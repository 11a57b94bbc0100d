mod config;
mod repos;
mod services;
mod system;

pub use config::{Config, EmailProviderConfig, SmsProviderConfig};
pub use repos::{
    IAppointmentRepo, IClientRepo, IEmailEventRepo, ISalonRepo, ISalonServiceRepo, IStylistRepo,
    Repos,
};
pub use services::*;
use std::sync::Arc;
use std::time::Duration;
pub use system::{ISys, RealSys, VirtualSys};
use tracing::{error, info, warn};

/// The outbound notification channels
#[derive(Clone)]
pub struct Senders {
    pub email: Arc<dyn IEmailSender>,
    pub sms: Arc<dyn ISmsSender>,
}

impl Senders {
    /// Picks a sender per channel: dry run when asked for, the HTTP provider
    /// when credentials are present and a disabled sender otherwise.
    /// A misconfigured channel never takes the other one down.
    pub fn from_config(config: &Config) -> Self {
        let timeout = Duration::from_secs(config.send_timeout_secs);

        let email: Arc<dyn IEmailSender> = match (&config.email_provider, config.email_dry_run) {
            (_, true) => {
                warn!("EMAIL_DRY_RUN is enabled, emails are logged instead of sent");
                Arc::new(DryRunEmailSender {})
            }
            (Some(provider), false) => Arc::new(HttpEmailSender::new(
                &provider.api_url,
                &provider.api_key,
                &provider.from,
                timeout,
            )),
            (None, false) => {
                error!("Email provider credentials are missing, confirmation emails are disabled");
                Arc::new(DisabledEmailSender {})
            }
        };

        let sms: Arc<dyn ISmsSender> = match (&config.sms_provider, config.sms_dry_run) {
            (_, true) => {
                warn!("SMS_DRY_RUN is enabled, sms are logged instead of sent");
                Arc::new(DryRunSmsSender {})
            }
            (Some(provider), false) => Arc::new(HttpSmsSender::new(
                &provider.api_url,
                &provider.account_sid,
                &provider.auth_token,
                &provider.from_number,
                timeout,
            )),
            (None, false) => {
                error!("Sms provider credentials are missing, sms notifications are disabled");
                Arc::new(DisabledSmsSender {})
            }
        };

        Self { email, sms }
    }

    pub fn dry_run() -> Self {
        Self {
            email: Arc::new(DryRunEmailSender {}),
            sms: Arc::new(DryRunSmsSender {}),
        }
    }
}

#[derive(Clone)]
pub struct NotifierContext {
    pub repos: Repos,
    pub config: Config,
    pub sys: Arc<dyn ISys>,
    pub senders: Senders,
}

impl NotifierContext {
    /// Context with inmemory repositories and dry run senders
    pub fn create_inmemory() -> Self {
        Self {
            repos: Repos::create_inmemory(),
            config: Config::new(),
            sys: Arc::new(RealSys {}),
            senders: Senders::dry_run(),
        }
    }
}

/// Will setup the infrastructure context given the environment
pub async fn setup_context() -> anyhow::Result<NotifierContext> {
    let config = Config::new();
    let repos = match &config.database_url {
        Some(connection_string) => Repos::create_postgres(connection_string).await?,
        None => {
            warn!("DATABASE_URL is not set, using inmemory repositories");
            Repos::create_inmemory()
        }
    };
    let senders = Senders::from_config(&config);
    info!("Infrastructure context is ready");
    Ok(NotifierContext {
        repos,
        senders,
        config,
        sys: Arc::new(RealSys {}),
    })
}

#[cfg(test)]
mod tests {
    use super::*;

    #[tokio::test]
    async fn channels_are_configured_independently() {
        let mut config = Config::new();
        config.email_provider = None;
        config.email_dry_run = false;
        config.sms_provider = None;
        config.sms_dry_run = true;
        let senders = Senders::from_config(&config);

        let sms = senders.sms.send("+33612345678", "Bonjour").await;
        assert!(sms.is_ok());
        let email = senders
            .email
            .send(&EmailMessage {
                to: "colette@example.com".into(),
                subject: "Confirmation".into(),
                html: String::new(),
                text: None,
                tags: Vec::new(),
                metadata: Default::default(),
            })
            .await;
        assert_eq!(email, Err(SendError::NotConfigured("email")));
    }
}
use serde::{de::Visitor, Deserialize, Serialize};
use std::{fmt::Display, str::FromStr};
use thiserror::Error;
use uuid::Uuid;

pub trait Entity {
    fn id(&self) -> &ID;
    fn eq(&self, other: &Self) -> bool {
        self.id() == other.id()
    }
}

#[derive(Debug, Clone, PartialEq, Eq, Hash)]
pub struct ID(Uuid);

impl ID {
    pub fn new() -> Self {
        Self(Uuid::new_v4())
    }

    pub fn as_string(&self) -> String {
        self.0.to_string()
    }

    pub fn inner_ref(&self) -> &Uuid {
        &self.0
    }
}

impl Default for ID {
    fn default() -> Self {
        Self::new()
    }
}

impl From<Uuid> for ID {
    fn from(id: Uuid) -> Self {
        Self(id)
    }
}

impl Display for ID {
    fn fmt(&self, f: &mut std::fmt::Formatter<'_>) -> std::fmt::Result {
        write!(f, "{}", self.0)
    }
}

#[derive(Error, Debug)]
pub enum InvalidIDError {
    #[error("ID: {0} is malformed")]
    Malformed(String),
}

impl FromStr for ID {
    type Err = InvalidIDError;

    fn from_str(s: &str) -> Result<Self, Self::Err> {
        Uuid::parse_str(s.trim())
            .map(Self)
            .map_err(|_| InvalidIDError::Malformed(s.to_string()))
    }
}

impl Serialize for ID {
    fn serialize<S>(&self, serializer: S) -> Result<S::Ok, S::Error>
    where
        S: serde::Serializer,
    {
        serializer.serialize_str(&self.as_string())
    }
}

impl<'de> Deserialize<'de> for ID {
    fn deserialize<D>(deserializer: D) -> Result<Self, D::Error>
    where
        D: serde::Deserializer<'de>,
    {
        struct IDVisitor;

        impl<'de> Visitor<'de> for IDVisitor {
            type Value = ID;

            fn expecting(&self, formatter: &mut std::fmt::Formatter) -> std::fmt::Result {
                formatter.write_str("A valid string id representation")
            }

            fn visit_str<E>(self, value: &str) -> Result<ID, E>
            where
                E: serde::de::Error,
            {
                value
                    .parse::<ID>()
                    .map_err(|_| E::custom(format!("Malformed id: {}", value)))
            }
        }

        deserializer.deserialize_str(IDVisitor)
    }
}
————————
**WHAT YOU SHOULD DO**
Search the entries for the word "into", then list each line that holds it.

**EXERCISE RESULT**
                to: "colette@example.com".into(),
                subject: "Confirmation".into(),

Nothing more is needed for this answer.